第14話・制作開始

 数ヶ月間もアシスタント仕事をするうちに、最低限のペン使いは覚えた。線もこなれてきた。コマ割りの作法も理解した。いよいよ新作で勝負をかけるタイミングだ。背景を描くのは相変わらず苦手(というよりも、嫌い)なので、舞台はだだっぴろいグラウンドと決める。これなら、めんどくさい家並みや、部屋内の調度品を描く必要がない。テーマは、学生時代に勤しんだラグビーにする。高校に舞台を設定し、あの練習のダラダラ感をスケッチしましょう、というわけだ。

 勝手知ったる世界なので、原稿を描きはじめると、面白いように光景が立ち上がり、キャラが走りまわってくれる。たいしたストーリーもなく、オチと言えるようなピリオドも打たず、ただデッサン力と躍動感を核にした画の個性をご覧いただく、という手法だ。起承転結よりも、勢い重視。新人にしか許されない「鮮度が命」なやり方だが、とにかく、編集部の審美眼に引っ掛かればいい。「ラグビーマガジン」からいいシーンを拾い、画面中にキャラの運動を散らかしまくる。

 それにしても、マンガとはなんとしんどい表現手段だろう。ボールペンで気軽に描き殴っていたあの夏休みがなつかしい。線一本に、汗をかくことおびただしく、セリフひとつに、神経を衰弱させること著しい。汗をかくのは貧乏下宿の西日のせいで、神経が衰弱するのは身銭と明日のわが身が心細いからなのかもしれないが、まったく身を削る職業と言える。酒なしにはやってはいられない。こうしてオレは、なにかと理由をつけ、飲みにいくのだ。

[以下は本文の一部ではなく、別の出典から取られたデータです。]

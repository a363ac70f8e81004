use thiserror::Error;

/// Failures raised while localizing and displaying a page.
///
/// Only `BundleLoad` is recovered inside the translation store. The document
/// and render variants all end up as the single user-visible error panel; they
/// are kept distinct so the logs say what actually went wrong.
#[derive(Debug, Error)]
pub enum PageError {
    #[error("failed to load translation bundle for '{language}': {reason}")]
    BundleLoad { language: String, reason: String },

    #[error("document '{identifier}' not found for language '{language}'")]
    DocumentNotFound { identifier: String, language: String },

    #[error("no content identifier could be resolved from the page URL")]
    UnknownContentIdentifier,

    #[error("markdown rendering failed: {0}")]
    Render(String),

    #[error("language '{0}' is not supported")]
    UnsupportedLanguage(String),

    #[error("preference storage error: {0}")]
    Storage(String),
}

/// Result type for page localization operations
pub type PageResult<T> = Result<T, PageError>;
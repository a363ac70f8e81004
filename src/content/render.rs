//! Markdown rendering collaborator.

use pulldown_cmark::{html, Options, Parser};

use crate::error::PageResult;

/// Turns markdown text into markup that is safe to insert into the page.
pub trait MarkdownRenderer: Send + Sync {
    fn render(&self, markdown: &str) -> PageResult<String>;
}

/// CommonMark renderer with the usual GitHub-style extensions.
#[derive(Debug, Clone)]
pub struct CommonMarkRenderer {
    options: Options,
}

impl CommonMarkRenderer {
    pub fn new() -> Self {
        let mut options = Options::empty();
        options.insert(Options::ENABLE_TABLES);
        options.insert(Options::ENABLE_FOOTNOTES);
        options.insert(Options::ENABLE_STRIKETHROUGH);
        options.insert(Options::ENABLE_TASKLISTS);
        options.insert(Options::ENABLE_HEADING_ATTRIBUTES);
        Self { options }
    }
}

impl Default for CommonMarkRenderer {
    fn default() -> Self {
        Self::new()
    }
}

impl MarkdownRenderer for CommonMarkRenderer {
    fn render(&self, markdown: &str) -> PageResult<String> {
        let parser = Parser::new_ext(markdown, self.options);
        let mut out = String::with_capacity(markdown.len() * 3 / 2);
        html::push_html(&mut out, parser);
        Ok(out)
    }
}
//! Translation bundles: flat key to string mappings for one language.

use std::collections::HashMap;

use crate::i18n::LanguageCode;

/// The full key to string translation mapping for one language.
///
/// Bundles are immutable once built; the store swaps whole bundles
/// rather than editing entries.
#[derive(Debug, Clone, PartialEq, Eq)]
pub struct TranslationBundle {
    language: Option<LanguageCode>,
    entries: HashMap<String, String>,
}

impl TranslationBundle {
    /// Create a bundle for a language from its entries.
    pub fn new(language: LanguageCode, entries: HashMap<String, String>) -> Self {
        Self {
            language: Some(language),
            entries,
        }
    }

    /// A bundle with no entries and no language, handed out when every
    /// source in the fallback chain failed.
    pub fn empty() -> Self {
        Self {
            language: None,
            entries: HashMap::new(),
        }
    }

    /// Parse a bundle from the JSON body served by the translation source.
    ///
    /// Non-string values are a parse failure: the source format is a flat
    /// string mapping.
    pub fn from_json(language: LanguageCode, body: &str) -> serde_json::Result<Self> {
        let entries: HashMap<String, String> = serde_json::from_str(body)?;
        Ok(Self::new(language, entries))
    }

    /// The language this bundle was loaded for, `None` for the empty bundle.
    pub fn language(&self) -> Option<&LanguageCode> {
        self.language.as_ref()
    }

    pub fn get(&self, key: &str) -> Option<&str> {
        self.entries.get(key).map(String::as_str)
    }

    pub fn len(&self) -> usize {
        self.entries.len()
    }

    pub fn is_empty(&self) -> bool {
        self.entries.is_empty()
    }
}
//! Internationalization (i18n) module: language resolution and translation bundles.
//!
//! # Architecture
//!
//! - `language`: Normalized `LanguageCode` type and Accept-Language parsing
//! - `registry`: The supported language set and language display names
//! - `bundle`: Flat key/string translation bundles
//! - `store`: Cached bundle loading with the fallback chain
//! - `resolver`: Initial language resolution, switching and persistence
//! - `apply`: Writing translations into the page
//!
//! # Example
//!
//! ```rust,ignore
//! use docs_locale::i18n::{resolve_initial_language, LanguageCode};
//!
//! let browser = parse_accept_language("fr-FR,pt-BR;q=0.9");
//! let language = resolve_initial_language(None, &browser, &languages);
//! ```

pub mod apply;
mod bundle;
mod language;
mod registry;
mod resolver;
mod store;

pub use bundle::TranslationBundle;
pub use language::{parse_accept_language, LanguageCode};
pub use registry::{language_config, LanguageConfig, SupportedLanguageSet};
pub use resolver::{resolve_initial_language, ContentRefresh, LanguageResolver};
pub use store::TranslationStore;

 わが憩いの場末酒場・イングレインでは、この夜も少数の常連たちが集まっている。みんな同世代で、いろんな職業に就いている。居酒屋の店員に、ヘビメタ、二級建築士、ジーンズショップの店長、それに音楽事務所の関係者。どうしようもない人間たちだが、なにかと気が合う。この酒場では、ご禁制の賭け事が流行っている。カードやサイコロを使うような本式のやつではない。相撲や、高校野球、F1など、テレビの中には勝負事があふれている。そいつの勝者を当てましょう、というだけの可愛らしいものだ。一人ひとりが千円ずつを出し合い、ズバリ当てた者の総取り。シンプルなだけに、熱くなる。少人数間のやり取りなので、回数をこなすうちに勝利アベレージは平均値に落ち着き、つまりほとんど金は動いていない状態となる。が、それでも盛り上がる。一人ひとりがせしめた勝ち金は、酒場にキープされている自分のボトルの首輪に、神社のおみくじのようにくくられてストックされる。この金が、どのネックにも相当にたまっていて、えげつない額にふくらんでいる。こいつを寄せ集めて、今度はどんな大ごとをやらかそうか、と企画を練るのもたのしい時間だ。

 酒場には、森園みるくさんがちょこちょこと現れて、よく可愛がってもらう。ゴージャスで麗しい魔女である彼女は、暗い店内でもサングラスをかけているので視野が暗く(なにも見えていないような気もする)、テーブル上のグラスを手探りでたぐり寄せなければならない。そのため、よく酒をこぼしている。このひとは、見かけによらずまったくの天然で、心根が可愛いのだ。とても社交的で、金の使い方は豪快だ。あるとき、「麻雀を覚えたい」と言いはじめ、じゃ、手ほどきを、とみんなで彼女のマンションにいくと、一室を麻雀ルームに改造し、新品の電動卓まで入れている。即断即決だ。また、正月に遊びにいくと、数十万円もするようなおせち料理が床一面に並べられていて、本人はロングスカートで着飾り、お客様方を待ち受けている。「すごい~、こんな豪勢なおせち、もったいなくて箸をつけられないわ~」とはしゃいでいるのだが、玄関のピンポーン、が鳴ると、はーい、と立ち上がって駆け出し、義経八双飛びのように豪華おせちをまたいで渡り、重箱を突っ掛けて次々にひっくり返す、ということもやらかす。「こないだ国税に入られて、500万、追徴で持ってかれたわよ~」なんて話題もこともなげだ。とにかく、このひとのそばにいると、いろいろと勉強させてもらえる。

 ・・・なんだか話が飛び飛びでめちゃくちゃなことになったが、とにかく、オレにはちょこちょこと仲間ができはじめている。そして、そんな人々の期待に応える必要が生じてきているのだった。